Мы уже говорили выше о высоких художественных достоинствах славянского текста псалмов. Песни Давида поют вдохновенно и в славянских звуках. Есть, конечно, в псалмах места, переведенные неудачно, или даже неверно: например, знаменитое: "еродиево жилище предводительствует ими", или "змей сей его же создал еси ругатися ему" - оба места из 103 пс.). Но таких мест немного, их исправление не представляет затруднений. Есть неизбежная темнота и излишняя запутанность. Но вся ткань псаломской речи исполнена такого высокого строя и лада, что прямо обезоруживает русского переводчика.
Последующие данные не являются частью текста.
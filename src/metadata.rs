//! # INI-style metadata reader.
//!
//! [`MetadataReader`] loads a host metadata file (flat `[section]` /
//! `key = value` syntax) and answers `get`/`get_float` lookups. The host
//! maintains these files next to the app; the engine itself never writes
//! them.

use std::collections::BTreeMap;
use std::path::Path;

use thiserror::Error;

/// Errors raised by metadata lookups.
#[non_exhaustive]
#[derive(Error, Debug)]
pub enum MetadataError {
    /// The metadata file could not be read.
    #[error("failed to read metadata file: {0}")]
    Io(#[from] std::io::Error),

    /// The requested section/key pair does not exist.
    #[error("metadata key not found: [{section}] {key}")]
    NotFound {
        /// Section the lookup targeted.
        section: String,
        /// Key the lookup targeted.
        key: String,
    },

    /// The value exists but does not parse as a float.
    #[error("metadata value for [{section}] {key} is not a float: {value:?}")]
    NotAFloat {
        /// Section the lookup targeted.
        section: String,
        /// Key the lookup targeted.
        key: String,
        /// The raw value found.
        value: String,
    },
}

/// Read-only view over one INI-style metadata file.
#[derive(Debug, Clone, Default)]
pub struct MetadataReader {
    sections: BTreeMap<String, BTreeMap<String, String>>,
}

impl MetadataReader {
    /// Loads and parses the metadata file at `path`.
    pub async fn open(path: impl AsRef<Path>) -> Result<Self, MetadataError> {
        let raw = tokio::fs::read_to_string(path.as_ref()).await?;
        Ok(Self::from_str_lossy(&raw))
    }

    /// Parses metadata from an in-memory string.
    ///
    /// Unrecognized lines are skipped; `#` and `;` start comments.
    pub fn from_str_lossy(raw: &str) -> Self {
        let mut sections: BTreeMap<String, BTreeMap<String, String>> = BTreeMap::new();
        let mut current = String::new();
        for line in raw.lines() {
            let line = line.trim();
            if line.is_empty() || line.starts_with('#') || line.starts_with(';') {
                continue;
            }
            if let Some(name) = line.strip_prefix('[').and_then(|l| l.strip_suffix(']')) {
                current = name.trim().to_string();
                sections.entry(current.clone()).or_default();
                continue;
            }
            if let Some((key, value)) = line.split_once('=') {
                sections
                    .entry(current.clone())
                    .or_default()
                    .insert(key.trim().to_string(), value.trim().to_string());
            }
        }
        Self { sections }
    }

    /// Returns the value for `key` in `section`.
    pub fn get(&self, section: &str, key: &str) -> Result<&str, MetadataError> {
        self.sections
            .get(section)
            .and_then(|kv| kv.get(key))
            .map(String::as_str)
            .ok_or_else(|| MetadataError::NotFound {
                section: section.to_string(),
                key: key.to_string(),
            })
    }

    /// Returns the value for `key` in `section` parsed as a float.
    pub fn get_float(&self, section: &str, key: &str) -> Result<f64, MetadataError> {
        let value = self.get(section, key)?;
        value
            .parse::<f64>()
            .map_err(|_| MetadataError::NotAFloat {
                section: section.to_string(),
                key: key.to_string(),
                value: value.to_string(),
            })
    }
}

#[cfg(test)]
mod tests {
    use super::*;

    const SAMPLE: &str = "\
# host-maintained
[collections/mycollection]
modtime = 1687443190.714475
owner = admin

[views]
; nothing yet
";

    #[test]
    fn get_returns_raw_value() {
        let reader = MetadataReader::from_str_lossy(SAMPLE);
        assert_eq!(
            reader.get("collections/mycollection", "owner").unwrap(),
            "admin"
        );
    }

    #[test]
    fn get_float_parses() {
        let reader = MetadataReader::from_str_lossy(SAMPLE);
        let modtime = reader
            .get_float("collections/mycollection", "modtime")
            .unwrap();
        assert!((modtime - 1687443190.714475).abs() < 1e-6);
    }

    #[test]
    fn missing_key_is_not_found() {
        let reader = MetadataReader::from_str_lossy(SAMPLE);
        assert!(matches!(
            reader.get("views", "modtime"),
            Err(MetadataError::NotFound { .. })
        ));
    }

    #[test]
    fn non_numeric_value_is_not_a_float() {
        let reader = MetadataReader::from_str_lossy(SAMPLE);
        assert!(matches!(
            reader.get_float("collections/mycollection", "owner"),
            Err(MetadataError::NotAFloat { .. })
        ));
    }
}
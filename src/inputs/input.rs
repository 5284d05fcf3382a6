//! # The modular input seam.
//!
//! [`Input`] is what plugin authors implement. The required methods carry
//! the input's identity (app, name, title, description); the provided
//! methods are the optional hooks: behavior settings, extra scheme
//! arguments, and argument validation. Only `do_run` is mandatory beyond
//! identity — the engine supplies sane defaults for everything else.

use std::sync::Arc;

use async_trait::async_trait;

use crate::config::InputSettings;
use crate::core::RunContext;
use crate::error::{RunError, ValidationError};
use crate::inputs::definition::{HostMetadata, InputSpecSet, ValidationRequest};
use crate::scheme::Argument;

/// # A host-orchestrated modular input.
///
/// The engine owns the process lifecycle; the implementation owns the
/// collection logic. `do_run` receives a [`RunContext`] exposing the
/// metadata snapshot, the checkpoint and event-writer capabilities, and
/// the teardown/orphan registration hooks.
///
/// # Example
/// ```
/// use std::sync::Arc;
/// use async_trait::async_trait;
/// use modinput::{Input, InputSettings, InputSpecSet, RunContext, RunError};
///
/// struct DemoInput;
///
/// #[async_trait]
/// impl Input for DemoInput {
///     fn app(&self) -> &str { "ta_demo" }
///     fn name(&self) -> &str { "demo" }
///     fn title(&self) -> &str { "Demo input" }
///     fn description(&self) -> &str { "Collects demo records" }
///
///     fn settings(&self) -> InputSettings {
///         InputSettings {
///             use_kvstore_checkpoint: false,
///             use_hec_event_writer: false,
///             ..InputSettings::default()
///         }
///     }
///
///     async fn do_run(
///         &self,
///         _ctx: Arc<RunContext>,
///         inputs: InputSpecSet,
///     ) -> Result<(), RunError> {
///         for (name, stanza) in &inputs {
///             let _ = (name, stanza.param("interval"));
///         }
///         Ok(())
///     }
/// }
/// ```
#[async_trait]
pub trait Input: Send + Sync + 'static {
    /// App namespace the input belongs to.
    fn app(&self) -> &str;

    /// Stable input name (the stanza kind).
    fn name(&self) -> &str;

    /// Scheme title shown by the host.
    fn title(&self) -> &str;

    /// Scheme description shown by the host.
    fn description(&self) -> &str;

    /// Behavior settings; the default selects the document-store
    /// checkpoint and the HTTP collector writer.
    fn settings(&self) -> InputSettings {
        InputSettings::default()
    }

    /// Extra scheme arguments beyond the host's built-ins. Emission
    /// preserves the returned order.
    fn extra_arguments(&self) -> Vec<Argument> {
        Vec::new()
    }

    /// Validates a proposed parameter set in ValidateArgs mode.
    ///
    /// The default accepts everything. Returning an error rejects the
    /// configuration; its message is surfaced to the operator.
    async fn do_validation(
        &self,
        metadata: &HostMetadata,
        request: &ValidationRequest,
    ) -> Result<(), ValidationError> {
        let _ = (metadata, request);
        Ok(())
    }

    /// Runs the input until collection is done or teardown is requested.
    ///
    /// Invoked exactly once per RunMode invocation with the parsed stanza
    /// set. May run for as long as it needs; honor teardown and orphan
    /// callbacks to exit promptly when asked.
    async fn do_run(&self, ctx: Arc<RunContext>, inputs: InputSpecSet) -> Result<(), RunError>;
}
Перед ним как будто не перевод, а подлинник литературного шедевра.

Эта удача требует объяснений. Мы видели, что славянский перевод наиболее адекватен памятникам византийской поэзии. Что же общего между канонами Козьмы Майюмского или Андрея Критского и древними семитическими, на вавилонской почве рожденными псалмами? Это общее состоит в "высоком", т. е. торжественном ладе. По отношению к нашему восприятию "нормального", классического, и та и другая поэзия барочны. Гиперболизм, перегруженность метафорой, обилие декоративности свойственны им обоим. Но на этом сходство кончается. Есть глубокое отличие между барочностью еврейского и поздне-греческого стиля. Еврейский поэт прежде всего патетичен. Он весь трепещет от бурных, волнующих его чувств. Он не поет, а кричит или рыдает. Его душа обнажена, словно тело, с которого содрана кожа, как на ассирийских рельефах. Греческое барокко прохладно. Его гиперболизм имеет рассудочный, умный характер. Это полет воображения, никогда не порывающий логических скреп: полет на привязи. Он одновременно и трезвее и холоднее - риторичнее - варварского буйства опьяненной Богом восточной музы.

Отсюда следует, что, как ни высока греко-славянская поэзия псалмов, она иного качества, чем в еврейском подлиннике, доступном хотя бы в современных переводах.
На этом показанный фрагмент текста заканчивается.